The magazine 2600 posted DeCSS and linked to sites that made DeCSS available. The MPAA then rode in and forced them to take down DeCSS and also wants to prevent them from linking to another site that hosts the utility. So I can tell you in conversation to go to the Lemuria dot-org site and get a copy of DeCSS. But if I link to it (www.lemuria.org/DeCSS/decss.html), I'm breaking the law?

Then there's eBay vs. Bidder's Edge. Bidder's Edge crawls auction sites and aggregates the results for one-stop searching. The prospect of being disintermediated scares eBay, so they sued and got an injunction to prevent the crawling. The logic of the ruling is that eBay's servers are its private property and by crawling and searching eBay, Bidder's Edge is using some of those servers' capacity -- essentially depriving eBay of its property.

What are the implications of this logic to shopping bots and search engines? Does this mean I could sue you for that e-mail you sent -- the one that deprives me of access to a few kilobytes of my property?

Finally, the reductio ad absurdum of recent patents is British Telecom and its hyperlink patent. I don't have a problem with someone getting a patent on a particular method of "hyperlinking" (a specific set of protocols to link documents). But the whole concept of linking between documents? Isn't that tantamount to saying, "I've got the patent on referring to other information?"

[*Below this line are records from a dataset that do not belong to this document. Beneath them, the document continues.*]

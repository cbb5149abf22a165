//! Booking flow: tokenize the card, then persist the reservation

use std::sync::Arc;

use chrono::{DateTime, Utc};
use tracing::{info, warn};

use crate::application::ports::{CardDetails, PaymentGateway};
use crate::domain::{Booking, BookingError, Charger};

use super::store::BookingStore;

/// Orchestrates one reservation: payment tokenization first, storage second.
///
/// A declined card never reaches the store; a storage failure after a
/// successful tokenization fails the flow (nothing was charged, the token
/// is discarded either way).
pub struct BookingService {
    gateway: Arc<dyn PaymentGateway>,
    store: Arc<BookingStore>,
}

impl BookingService {
    pub fn new(gateway: Arc<dyn PaymentGateway>, store: Arc<BookingStore>) -> Self {
        Self { gateway, store }
    }

    pub async fn book(
        &self,
        charger: Charger,
        card: &CardDetails,
        date: Option<DateTime<Utc>>,
    ) -> Result<Booking, BookingError> {
        let token = match self.gateway.tokenize(card).await {
            Ok(token) => token,
            Err(e) => {
                metrics::counter!("payments_declined_total").increment(1);
                warn!("Payment tokenization failed: {}", e);
                return Err(e.into());
            }
        };

        // The token is logged and discarded; no charge is submitted.
        info!(token_id = %token.id, charger_id = %charger.id, "Payment method tokenized");

        let booking = self.store.save(charger, date).await?;
        metrics::counter!("bookings_created_total").increment(1);
        Ok(booking)
    }
}

// ── Tests ──────────────────────────────────────────────────────
//! Raw record → Charger normalization
//!
//! Pure and total: one raw record in, exactly one Charger out, never an
//! error. Every missing or malformed upstream field resolves to a documented
//! default instead.

use serde_json::Value;

use crate::config::{CatalogConfig, PricingConfig};
use crate::domain::{Charger, Coordinates, PowerTier};

use super::record::RawRecord;

/// Placeholder for records without an emplacement.
pub const DEFAULT_ADDRESS: &str = "Location unknown";
/// Placeholder for records without a rated-power string.
pub const DEFAULT_POWER: &str = "Not specified";
/// Placeholder for records without a connector label.
pub const DEFAULT_CONNECTOR: &str = "Standard";
/// Placeholder for records without price text.
pub const DEFAULT_PRICE: &str = "Check App";

/// Turns the provider's loosely-typed field bags into Chargers.
#[derive(Debug, Clone)]
pub struct Normalizer {
    fallback: Coordinates,
    pricing: PricingConfig,
}

impl Normalizer {
    pub fn new(catalog: &CatalogConfig, pricing: PricingConfig) -> Self {
        Self {
            fallback: Coordinates::new(catalog.fallback_lat, catalog.fallback_lon),
            pricing,
        }
    }

    /// Normalize one raw record into a Charger.
    pub fn normalize(&self, record: RawRecord) -> Charger {
        let fields = record.fields;

        let power = text_or(fields.potenc_ia, DEFAULT_POWER);
        let tier = PowerTier::classify(leading_number(&power), self.pricing.fast_threshold_kw);
        let (price_per_kwh_cents, booking_fee_cents) = match tier {
            PowerTier::Fast => (
                self.pricing.fast_price_per_kwh_cents,
                self.pricing.fast_booking_fee_cents,
            ),
            PowerTier::Slow => (
                self.pricing.slow_price_per_kwh_cents,
                self.pricing.slow_booking_fee_cents,
            ),
        };

        // Provided coordinates are used verbatim, no range validation.
        let coordinates = fields
            .geo_point_2d
            .map(|g| Coordinates::new(g.lat, g.lon))
            .unwrap_or(self.fallback);

        Charger {
            id: record.id,
            address: text_or(fields.emplazamie, DEFAULT_ADDRESS),
            power,
            connector_type: text_or(fields.conector, DEFAULT_CONNECTOR),
            price: text_or(fields.precio_iv, DEFAULT_PRICE),
            outlets: coerce_outlets(fields.toma.as_ref()),
            coordinates,
            tier,
            price_per_kwh_cents,
            booking_fee_cents,
        }
    }
}

/// Upstream string if present and non-blank, else the placeholder.
fn text_or(value: Option<String>, placeholder: &str) -> String {
    match value {
        Some(s) if !s.trim().is_empty() => s,
        _ => placeholder.to_string(),
    }
}

/// Outlet count coercion: the field arrives as a JSON number or string;
/// anything that does not parse to an integer >= 1 collapses to 1.
fn coerce_outlets(value: Option<&Value>) -> u32 {
    let parsed = match value {
        Some(Value::Number(n)) => n.as_u64(),
        Some(Value::String(s)) => s.trim().parse::<u64>().ok(),
        _ => None,
    };
    match parsed {
        Some(n) if n >= 1 => n.min(u32::MAX as u64) as u32,
        _ => 1,
    }
}

/// Parse the leading integer of a display string ("50 kW" → 50).
/// Strings that do not start with a digit parse to 0.
fn leading_number(s: &str) -> u32 {
    let digits: String = s
        .trim_start()
        .chars()
        .take_while(|c| c.is_ascii_digit())
        .collect();
    digits.parse().unwrap_or(0)
}

// ── Tests ──────────────────────────────────────────────────────

#[cfg(test)]
mod tests {
    use super::*;
    use crate::application::catalog::record::{GeoPoint, RawFields};
    use crate::config::{DEFAULT_FALLBACK_LAT, DEFAULT_FALLBACK_LON};

    fn normalizer() -> Normalizer {
        Normalizer::new(&CatalogConfig::default(), PricingConfig::default())
    }

    fn record(fields: RawFields) -> RawRecord {
        RawRecord {
            id: "rec-1".into(),
            fields,
        }
    }

    #[test]
    fn empty_record_gets_all_defaults() {
        let c = normalizer().normalize(record(RawFields::default()));
        assert_eq!(c.id, "rec-1");
        assert_eq!(c.address, DEFAULT_ADDRESS);
        assert_eq!(c.power, DEFAULT_POWER);
        assert_eq!(c.connector_type, DEFAULT_CONNECTOR);
        assert_eq!(c.price, DEFAULT_PRICE);
        assert_eq!(c.outlets, 1);
        assert_eq!(
            c.coordinates,
            Coordinates::new(DEFAULT_FALLBACK_LAT, DEFAULT_FALLBACK_LON)
        );
        // unparsable power → 0 kW → slow tier
        assert_eq!(c.tier, PowerTier::Slow);
        assert_eq!(c.booking_fee_cents, 199);
        assert_eq!(c.price_per_kwh_cents, 29);
    }

    #[test]
    fn blank_strings_fall_back_to_placeholders() {
        let c = normalizer().normalize(record(RawFields {
            emplazamie: Some("   ".into()),
            conector: Some("".into()),
            ..Default::default()
        }));
        assert_eq!(c.address, DEFAULT_ADDRESS);
        assert_eq!(c.connector_type, DEFAULT_CONNECTOR);
    }

    #[test]
    fn fast_power_gets_fast_pricing() {
        let c = normalizer().normalize(record(RawFields {
            potenc_ia: Some("50 kW".into()),
            ..Default::default()
        }));
        assert_eq!(c.tier, PowerTier::Fast);
        assert_eq!(c.booking_fee_cents, 299);
        assert_eq!(c.price_per_kwh_cents, 55);
    }

    #[test]
    fn threshold_power_is_fast() {
        let c = normalizer().normalize(record(RawFields {
            potenc_ia: Some("40kW".into()),
            ..Default::default()
        }));
        assert_eq!(c.tier, PowerTier::Fast);
    }

    #[test]
    fn slow_power_gets_slow_pricing() {
        let c = normalizer().normalize(record(RawFields {
            potenc_ia: Some("22 kW".into()),
            ..Default::default()
        }));
        assert_eq!(c.tier, PowerTier::Slow);
        assert_eq!(c.booking_fee_cents, 199);
        assert_eq!(c.price_per_kwh_cents, 29);
    }

    #[test]
    fn power_without_leading_digits_is_slow() {
        let c = normalizer().normalize(record(RawFields {
            potenc_ia: Some("kW 50".into()),
            ..Default::default()
        }));
        assert_eq!(c.power, "kW 50");
        assert_eq!(c.tier, PowerTier::Slow);
    }

    #[test]
    fn outlet_coercion() {
        let cases: Vec<(Option<Value>, u32)> = vec![
            (None, 1),
            (Some(serde_json::json!("2")), 2),
            (Some(serde_json::json!(3)), 3),
            (Some(serde_json::json!("zero")), 1),
            (Some(serde_json::json!(0)), 1),
            (Some(serde_json::json!(-4)), 1),
            (Some(serde_json::json!("-4")), 1),
        ];
        for (toma, expected) in cases {
            let c = normalizer().normalize(record(RawFields {
                toma,
                ..Default::default()
            }));
            assert_eq!(c.outlets, expected);
        }
    }

    #[test]
    fn provided_coordinates_are_kept_verbatim() {
        let c = normalizer().normalize(record(RawFields {
            geo_point_2d: Some(GeoPoint {
                lat: 123.0,
                lon: -456.0,
            }),
            ..Default::default()
        }));
        // out-of-range values are not validated, only absence triggers the fallback
        assert_eq!(c.coordinates, Coordinates::new(123.0, -456.0));
    }

    #[test]
    fn leading_number_parsing() {
        assert_eq!(leading_number("50 kW"), 50);
        assert_eq!(leading_number("  7,4 kW"), 7);
        assert_eq!(leading_number("kW"), 0);
        assert_eq!(leading_number(""), 0);
    }

    #[test]
    fn custom_threshold_is_honored() {
        let pricing = PricingConfig {
            fast_threshold_kw: 100,
            ..Default::default()
        };
        let n = Normalizer::new(&CatalogConfig::default(), pricing);
        let c = n.normalize(record(RawFields {
            potenc_ia: Some("50 kW".into()),
            ..Default::default()
        }));
        assert_eq!(c.tier, PowerTier::Slow);
    }
}
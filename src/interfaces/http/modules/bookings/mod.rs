//! Booking endpoints: create, list, clear

pub mod dto;
pub mod handlers;

pub use dto::{BookingDto, CardDetailsDto, CreateBookingRequest};
pub use handlers::{clear_bookings, create_booking, list_bookings, BookingAppState};
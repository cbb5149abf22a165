//! HTTP client for the open-data catalog endpoint

use async_trait::async_trait;
use reqwest::Client;
use tracing::debug;

use crate::application::catalog::{CatalogPage, CatalogSource};
use crate::config::CatalogConfig;
use crate::domain::CatalogError;

/// Reqwest-backed [`CatalogSource`] issuing one unauthenticated
/// `GET ?limit=<N>` per fetch.
///
/// No retry, no explicit timeout, no caching: mitigating a hung upstream is
/// a caller concern.
#[derive(Debug, Clone)]
pub struct OpenDataClient {
    http: Client,
    endpoint_url: String,
    page_limit: u32,
}

impl OpenDataClient {
    pub fn new(config: &CatalogConfig) -> Self {
        Self {
            http: Client::new(),
            endpoint_url: config.endpoint_url.clone(),
            page_limit: config.page_limit,
        }
    }
}

#[async_trait]
impl CatalogSource for OpenDataClient {
    async fn fetch_page(&self) -> Result<CatalogPage, CatalogError> {
        debug!(url = %self.endpoint_url, limit = self.page_limit, "Fetching catalog page");

        let response = self
            .http
            .get(&self.endpoint_url)
            .query(&[("limit", self.page_limit)])
            .send()
            .await?;

        if !response.status().is_success() {
            return Err(CatalogError::Status {
                status: response.status().as_u16(),
            });
        }

        let page = response.json::<CatalogPage>().await?;
        Ok(page)
    }
}

// ── Tests ──────────────────────────────────────────────────────
//! Booking domain entity

use chrono::{DateTime, Utc};
use serde::{Deserialize, Serialize};
use utoipa::ToSchema;
use uuid::Uuid;

use crate::domain::charger::Charger;

/// A confirmed reservation against a charging point.
///
/// Immutable once created. The embedded charger snapshot keeps the pricing
/// that was in effect at reservation time even if the live catalog changes
/// later. The serialized form flattens the snapshot, so a persisted booking
/// is one flat JSON object.
#[derive(Debug, Clone, PartialEq, Serialize, Deserialize, ToSchema)]
pub struct Booking {
    /// Reservation code shown to the user, unique per booking
    pub transaction_id: String,
    /// Snapshot of the charger at reservation time
    #[serde(flatten)]
    pub charger: Charger,
    /// Reservation time: creation time or a user-chosen future slot
    pub booking_date: DateTime<Utc>,
}

impl Booking {
    /// Build a booking for `charger`, dated `date` (defaults to now), with
    /// a freshly generated transaction id.
    pub fn new(charger: Charger, date: Option<DateTime<Utc>>) -> Self {
        Self {
            transaction_id: generate_transaction_id(),
            charger,
            booking_date: date.unwrap_or_else(Utc::now),
        }
    }
}

/// Generate a reservation code: `RES-<uuid-v4>`.
///
/// Codes are displayed to the user and must never collide across bookings;
/// a v4 uuid provides that without any coordination.
pub fn generate_transaction_id() -> String {
    format!("RES-{}", Uuid::new_v4())
}

// ── Tests ──────────────────────────────────────────────────────
//! Booking DTOs

use serde::{Deserialize, Serialize};
use utoipa::ToSchema;
use validator::Validate;

use crate::application::ports::CardDetails;
use crate::domain::{Booking, Charger};

use super::super::chargers::ChargerDto;

/// Card details as submitted with a booking request.
#[derive(Debug, Deserialize, Validate, ToSchema)]
pub struct CardDetailsDto {
    /// Card number, digits with optional spaces
    #[validate(length(min = 12, max = 23, message = "card number is required"))]
    pub number: String,
    /// Expiry month, 1-12
    #[validate(range(min = 1, max = 12, message = "expiry month must be 1-12"))]
    pub exp_month: u32,
    /// Four-digit expiry year
    #[validate(range(min = 2000, max = 2100, message = "expiry year must be four digits"))]
    pub exp_year: i32,
    /// Security code, 3-4 digits
    #[validate(length(min = 3, max = 4, message = "security code must be 3-4 digits"))]
    pub cvc: String,
    /// Optional cardholder name
    pub holder: Option<String>,
}

impl From<CardDetailsDto> for CardDetails {
    fn from(dto: CardDetailsDto) -> Self {
        Self {
            number: dto.number,
            exp_month: dto.exp_month,
            exp_year: dto.exp_year,
            cvc: dto.cvc,
            holder: dto.holder,
        }
    }
}

/// Request to reserve a charging slot.
///
/// The charger snapshot is carried as returned by `GET /api/v1/chargers`;
/// the booking keeps the pricing in effect at reservation time.
#[derive(Debug, Deserialize, Validate, ToSchema)]
pub struct CreateBookingRequest {
    pub charger: Charger,
    #[validate(nested)]
    pub card: CardDetailsDto,
    /// Optional future reservation time (RFC 3339); defaults to now
    pub booking_date: Option<String>,
}

/// Booking in API responses.
#[derive(Debug, Serialize, ToSchema)]
pub struct BookingDto {
    pub transaction_id: String,
    /// Reservation time, RFC 3339
    pub booking_date: String,
    pub charger: ChargerDto,
}

impl BookingDto {
    pub fn from_booking(booking: Booking, currency: &str) -> Self {
        Self {
            transaction_id: booking.transaction_id,
            booking_date: booking.booking_date.to_rfc3339(),
            charger: ChargerDto::from_charger(booking.charger, currency),
        }
    }
}
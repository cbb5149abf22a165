//! Health check handler

use std::sync::Arc;
use std::time::Instant;

use axum::{extract::State, http::StatusCode, Json};
use serde::Serialize;
use utoipa::ToSchema;

use crate::infrastructure::storage::KeyValueStore;

/// Key probed to check the storage backend. Never written.
const PROBE_KEY: &str = "health-probe";

/// Health check state
#[derive(Clone)]
pub struct HealthState {
    pub store: Arc<dyn KeyValueStore>,
    pub started_at: Arc<Instant>,
}

/// Service health response
#[derive(Debug, Serialize, ToSchema)]
pub struct HealthResponse {
    pub status: String,
    pub version: String,
    pub uptime_seconds: u64,
    pub storage: ComponentHealth,
}

/// Component health status
#[derive(Debug, Serialize, ToSchema)]
pub struct ComponentHealth {
    pub status: String,
    pub latency_ms: Option<u64>,
}

#[utoipa::path(
    get,
    path = "/health",
    tag = "Health",
    responses(
        (status = 200, description = "Service is healthy", body = HealthResponse),
        (status = 503, description = "Service is degraded", body = HealthResponse)
    )
)]
pub async fn health_check(State(state): State<HealthState>) -> (StatusCode, Json<HealthResponse>) {
    let uptime = state.started_at.elapsed().as_secs();

    // Probe the storage backend with a read; a missing key is still healthy.
    let probe_start = Instant::now();
    let storage = match state.store.get(PROBE_KEY).await {
        Ok(_) => ComponentHealth {
            status: "ok".to_string(),
            latency_ms: Some(probe_start.elapsed().as_millis() as u64),
        },
        Err(_) => ComponentHealth {
            status: "error".to_string(),
            latency_ms: None,
        },
    };

    let overall_status = if storage.status == "ok" {
        "ok"
    } else {
        "degraded"
    };

    let http_status = if overall_status == "ok" {
        StatusCode::OK
    } else {
        StatusCode::SERVICE_UNAVAILABLE
    };

    (
        http_status,
        Json(HealthResponse {
            status: overall_status.to_string(),
            version: env!("CARGO_PKG_VERSION").to_string(),
            uptime_seconds: uptime,
            storage,
        }),
    )
}

// ── Tests ──────────────────────────────────────────────────────

#[cfg(test)]
mod tests {
    use super::*;
    use crate::infrastructure::storage::InMemoryStore;

    #[tokio::test]
    async fn healthy_storage_reports_ok() {
        let state = HealthState {
            store: Arc::new(InMemoryStore::new()),
            started_at: Arc::new(Instant::now()),
        };

        let (status, Json(body)) = health_check(State(state)).await;
        assert_eq!(status, StatusCode::OK);
        assert_eq!(body.status, "ok");
        assert_eq!(body.storage.status, "ok");
        assert!(body.storage.latency_ms.is_some());
    }
}
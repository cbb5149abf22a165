//! # PlugPoint Charging Service
//!
//! Service around an EV-charger booking pipeline: it fetches charging points
//! from a public open-data catalog, normalizes them into a stable model with
//! derived two-tier pricing, reserves slots after a simulated card payment,
//! and recomputes usage statistics from the persisted booking collection.
//!
//! ## Architecture
//!
//! - **domain**: core entities (Charger, Booking) and error taxonomy
//! - **application**: catalog pipeline, booking flow, statistics
//! - **infrastructure**: open-data HTTP client, storage backends, payment gateway
//! - **interfaces**: REST API with Swagger documentation
//! - **shared**: graceful shutdown plumbing

pub mod application;
pub mod config;
pub mod domain;
pub mod infrastructure;
pub mod interfaces;
pub mod shared;

pub use config::{default_config_path, AppConfig};

// Re-export API router
pub use interfaces::create_api_router;
//! Statistics aggregation over the booking collection

pub mod aggregator;

pub use aggregator::{CountBucket, SpendBucket, UsageReport};
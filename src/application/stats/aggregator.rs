//! Usage statistics recomputed from the booking collection
//!
//! Pure fold over the current snapshot; nothing is cached between calls.
//! Energy and CO2 are flat estimates (configured per-session kWh and kg/kWh
//! coefficients), not derived from actual charger power.

use serde::Serialize;
use utoipa::ToSchema;

use crate::config::EstimateConfig;
use crate::domain::Booking;

/// Booking count per distinct label, insertion order of first occurrence.
#[derive(Debug, Clone, PartialEq, Eq, Serialize, ToSchema)]
pub struct CountBucket {
    pub label: String,
    pub value: u64,
}

/// Spend per distinct label, insertion order of first occurrence.
#[derive(Debug, Clone, PartialEq, Eq, Serialize, ToSchema)]
pub struct SpendBucket {
    pub label: String,
    pub spent_cents: u64,
}

/// Aggregate usage report over the booking collection.
#[derive(Debug, Clone, PartialEq, Serialize, ToSchema)]
pub struct UsageReport {
    /// Number of bookings in the snapshot
    pub booking_count: u64,
    /// Sum of reservation fees in minor currency units
    pub total_spent_cents: u64,
    /// Sum of reservation fees in major currency units
    pub total_spent: f64,
    /// Estimated energy: per-session assumption times booking count, kWh
    pub total_energy_kwh: u64,
    /// Estimated emissions saved, kg, rendered with one decimal place
    pub co2_saved_kg: String,
    /// Bookings per connector type
    pub by_connector: Vec<CountBucket>,
    /// Spend per rated-power label
    pub by_power: Vec<SpendBucket>,
}

impl UsageReport {
    /// Recompute the report from a booking snapshot.
    ///
    /// An empty snapshot yields all-zero metrics and empty groupings.
    pub fn from_bookings(bookings: &[Booking], estimates: &EstimateConfig) -> Self {
        let booking_count = bookings.len() as u64;
        let total_spent_cents: u64 = bookings
            .iter()
            .map(|b| b.charger.booking_fee_cents as u64)
            .sum();

        let total_energy_kwh = estimates.avg_session_kwh as u64 * booking_count;
        let co2_saved_kg = format!(
            "{:.1}",
            estimates.co2_kg_per_kwh * total_energy_kwh as f64
        );

        let mut by_connector: Vec<CountBucket> = Vec::new();
        let mut by_power: Vec<SpendBucket> = Vec::new();
        for booking in bookings {
            match by_connector
                .iter_mut()
                .find(|b| b.label == booking.charger.connector_type)
            {
                Some(bucket) => bucket.value += 1,
                None => by_connector.push(CountBucket {
                    label: booking.charger.connector_type.clone(),
                    value: 1,
                }),
            }

            let fee = booking.charger.booking_fee_cents as u64;
            match by_power.iter_mut().find(|b| b.label == booking.charger.power) {
                Some(bucket) => bucket.spent_cents += fee,
                None => by_power.push(SpendBucket {
                    label: booking.charger.power.clone(),
                    spent_cents: fee,
                }),
            }
        }

        Self {
            booking_count,
            total_spent_cents,
            total_spent: total_spent_cents as f64 / 100.0,
            total_energy_kwh,
            co2_saved_kg,
            by_connector,
            by_power,
        }
    }
}

// ── Tests ──────────────────────────────────────────────────────
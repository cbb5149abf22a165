//! Charger aggregate
//!
//! Contains the normalized charging-point entity and the pricing tier.

pub mod model;

pub use model::{format_money, Charger, Coordinates, PowerTier};
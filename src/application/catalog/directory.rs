//! Charger directory — the fetch pipeline
//!
//! One outbound read against the catalog source, normalized into Chargers.
//! A fetch failure is a distinct error value, never silently an empty list,
//! so callers can tell "no chargers" apart from "catalog unreachable".

use std::sync::Arc;

use async_trait::async_trait;
use tracing::{error, info};

use crate::domain::{CatalogError, Charger};

use super::normalizer::Normalizer;
use super::record::CatalogPage;

/// Port to the upstream catalog endpoint.
///
/// The production implementation is
/// [`OpenDataClient`](crate::infrastructure::catalog::OpenDataClient);
/// tests substitute stubs.
#[async_trait]
pub trait CatalogSource: Send + Sync {
    /// Fetch one page of raw records.
    async fn fetch_page(&self) -> Result<CatalogPage, CatalogError>;
}

/// Fetch-and-normalize pipeline over a [`CatalogSource`].
///
/// Stateless between calls: every invocation re-fetches, there is no cache,
/// no retry and no de-duplication of concurrent calls.
pub struct ChargerDirectory {
    source: Arc<dyn CatalogSource>,
    normalizer: Normalizer,
}

impl ChargerDirectory {
    pub fn new(source: Arc<dyn CatalogSource>, normalizer: Normalizer) -> Self {
        Self { source, normalizer }
    }

    /// Fetch the current page and normalize every record.
    ///
    /// An upstream page with zero records is `Ok(vec![])`; transport, status
    /// and decode failures are returned as [`CatalogError`] and logged here.
    pub async fn fetch_chargers(&self) -> Result<Vec<Charger>, CatalogError> {
        metrics::counter!("catalog_fetches_total").increment(1);

        let page = match self.source.fetch_page().await {
            Ok(page) => page,
            Err(e) => {
                metrics::counter!("catalog_fetch_failures_total").increment(1);
                error!("Catalog fetch failed: {}", e);
                return Err(e);
            }
        };

        let chargers: Vec<Charger> = page
            .records
            .into_iter()
            .map(|envelope| self.normalizer.normalize(envelope.record))
            .collect();

        info!(count = chargers.len(), "Fetched charger catalog");
        Ok(chargers)
    }
}

// ── Tests ──────────────────────────────────────────────────────

#[cfg(test)]
mod tests {
    use super::*;
    use crate::application::catalog::record::{RawFields, RawRecord, RecordEnvelope};
    use crate::config::{CatalogConfig, PricingConfig};

    struct StubSource {
        result: fn() -> Result<CatalogPage, CatalogError>,
    }

    #[async_trait]
    impl CatalogSource for StubSource {
        async fn fetch_page(&self) -> Result<CatalogPage, CatalogError> {
            (self.result)()
        }
    }

    fn directory(result: fn() -> Result<CatalogPage, CatalogError>) -> ChargerDirectory {
        ChargerDirectory::new(
            Arc::new(StubSource { result }),
            Normalizer::new(&CatalogConfig::default(), PricingConfig::default()),
        )
    }

    #[tokio::test]
    async fn normalizes_every_record() {
        let dir = directory(|| {
            Ok(CatalogPage {
                records: vec![
                    RecordEnvelope {
                        record: RawRecord {
                            id: "a".into(),
                            fields: RawFields {
                                potenc_ia: Some("50 kW".into()),
                                ..Default::default()
                            },
                        },
                    },
                    RecordEnvelope {
                        record: RawRecord {
                            id: "b".into(),
                            fields: RawFields::default(),
                        },
                    },
                ],
            })
        });

        let chargers = dir.fetch_chargers().await.unwrap();
        assert_eq!(chargers.len(), 2);
        assert_eq!(chargers[0].id, "a");
        assert_eq!(chargers[0].booking_fee_cents, 299);
        assert_eq!(chargers[1].booking_fee_cents, 199);
    }

    #[tokio::test]
    async fn empty_page_is_ok_empty() {
        let dir = directory(|| Ok(CatalogPage::default()));
        let chargers = dir.fetch_chargers().await.unwrap();
        assert!(chargers.is_empty());
    }

    #[tokio::test]
    async fn fetch_failure_is_an_error_not_empty() {
        let dir = directory(|| Err(CatalogError::Status { status: 503 }));
        let err = dir.fetch_chargers().await.unwrap_err();
        assert!(matches!(err, CatalogError::Status { status: 503 }));
    }
}
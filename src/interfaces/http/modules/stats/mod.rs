//! Usage statistics endpoint

pub mod handlers;

pub use handlers::{usage_stats, StatsAppState};
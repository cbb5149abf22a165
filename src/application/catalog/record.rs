//! Raw upstream catalog records
//!
//! Wire shape of the open-data records endpoint:
//! `{ "records": [ { "record": { "id": ..., "fields": {...} } } ] }`.
//! Field names are the provider's own and can change without versioning on
//! their side; nothing here is validated beyond basic JSON structure, the
//! normalizer absorbs whatever arrives.

use serde::Deserialize;
use serde_json::Value;

/// One page of the upstream records endpoint.
#[derive(Debug, Clone, Default, Deserialize)]
pub struct CatalogPage {
    #[serde(default)]
    pub records: Vec<RecordEnvelope>,
}

/// Wrapper object around each record in the page.
#[derive(Debug, Clone, Deserialize)]
pub struct RecordEnvelope {
    pub record: RawRecord,
}

/// One raw charging-point record as the provider ships it.
#[derive(Debug, Clone, Deserialize)]
pub struct RawRecord {
    pub id: String,
    #[serde(default)]
    pub fields: RawFields,
}

/// The provider's field bag. Every field is optional in practice.
#[derive(Debug, Clone, Default, Deserialize)]
pub struct RawFields {
    /// Emplacement (street address)
    pub emplazamie: Option<String>,
    /// Rated power display string
    pub potenc_ia: Option<String>,
    /// Connector label
    pub conector: Option<String>,
    /// Price display text
    pub precio_iv: Option<String>,
    /// Outlet count; observed both as a JSON number and as a string
    pub toma: Option<Value>,
    /// Geodata, absent on some records
    pub geo_point_2d: Option<GeoPoint>,
}

/// Upstream geo point.
#[derive(Debug, Clone, Copy, Deserialize)]
pub struct GeoPoint {
    pub lat: f64,
    pub lon: f64,
}

// ── Tests ──────────────────────────────────────────────────────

But that's exactly what British Telecom is claiming. Its claim would be laughable if it weren't for the fact that the company was already granted the patent in 1989 and is sending letters to ISPs demanding licensing payments.

BT is looking to make itself a nuisance and cash in. Be just enough of a thorn in the side of the major ISPs to prompt them to capitulate and throw a little cash BT's way. In other words, BT is just another shade of cybersquatter.

Now BT has had what it calls a "hyperlink patent" for 11 years. In that time, I didn't notice BT doing anything with it. According to BT's own statements, the company uncovered the patent in a "routine search" of its intellectual property assets. Does it strike anyone else as absurd for a company to have a patent they don't even know about? The point of a patent is to protect an inventor -- who's invested considerable time and energy in coming up with an innovation -- from having that idea usurped by a rival. How did BT's patent spur innovation anyway?

Maybe we need to revise patents and add a "use it or lose it" clause. If you're granted a patent but don't do a bloody thing with it, you lose it after a year or two. It's that way with trademark law.

I'm also annoyed that the U.S. Patent and Trademark Office missed the key fact that Ted Nelson (www.sfc.keio.ac.jp/~ted/) coined the term "hypertext" around 1965, about the same time Douglas Englebart (www.bootstrap.org/org.htm) was developing the NLS (oN-Line System), which he demonstrated in 1968 with working hyperlinks. In fairness, BT's patent does not use that word once, but it calls into question the method by which the Patent Office investigates prior art that might prevent a patent from being granted in the first place.

Did someone fail to mention the Web is about hyperlinking? That's what it does. Don't want anyone linking to your information? Shut down your Web site. Don't try using the law to make the Web something other than what it is.